*** RECORDS SHOWN

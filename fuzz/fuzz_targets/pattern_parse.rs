#![no_main]

use libfuzzer_sys::fuzz_target;
use tablewalk::{Pattern, Segment};

// Fuzz target for pattern parsing.
// Any accepted pattern must print back to the same text and have no empty
// literal segments.
fuzz_target!(|data: &[u8]| {
    let Ok(text) = std::str::from_utf8(data) else {
        return;
    };

    match Pattern::parse(text) {
        Ok(pattern) => {
            assert_eq!(pattern.to_string(), text, "display must round-trip");
            assert!(!pattern.is_empty());
            let wildcards = pattern
                .segments()
                .iter()
                .filter(|s| s.is_wildcard())
                .count();
            assert_eq!(wildcards, pattern.wildcard_count());
            for segment in pattern.segments() {
                if let Segment::Literal(name) = segment {
                    assert!(!name.is_empty() && !name.contains('.'));
                }
            }
        }
        Err(status) => {
            assert!(status.is_invalid_argument(), "unexpected error for {text:?}: {status}");
        }
    }
});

******

■ WHAT YOU WILL DO: Take the lines above and retype all of them exactly.

■ THE COMPLETED TASK:
filename fuzz/fuzz_targets/pattern_parse.rs
#![no_main]

use libfuzzer_sys::fuzz_target;
use tablewalk::{Pattern, Segment};

// Fuzz target for pattern parsing.
// Any accepted pattern must print back to the same text and have no empty
// literal segments.
fuzz_target!(|data: &[u8]| {
    let Ok(text) = std::str::from_utf8(data) else {
        return;
    };

    match Pattern::parse(text) {
        Ok(pattern) => {
            assert_eq!(pattern.to_string(), text, "display must round-trip");
            assert!(!pattern.is_empty());
            let wildcards = pattern
                .segments()
                .iter()
                .filter(|s| s.is_wildcard())
                .count();
            assert_eq!(wildcards, pattern.wildcard_count());
            for segment in pattern.segments() {
                if let Segment::Literal(name) = segment {
                    assert!(!name.is_empty() && !name.contains('.'));
                }
            }
        }
        Err(status) => {
            assert!(status.is_invalid_argument(), "unexpected error for {text:?}: {status}");
        }
    }
});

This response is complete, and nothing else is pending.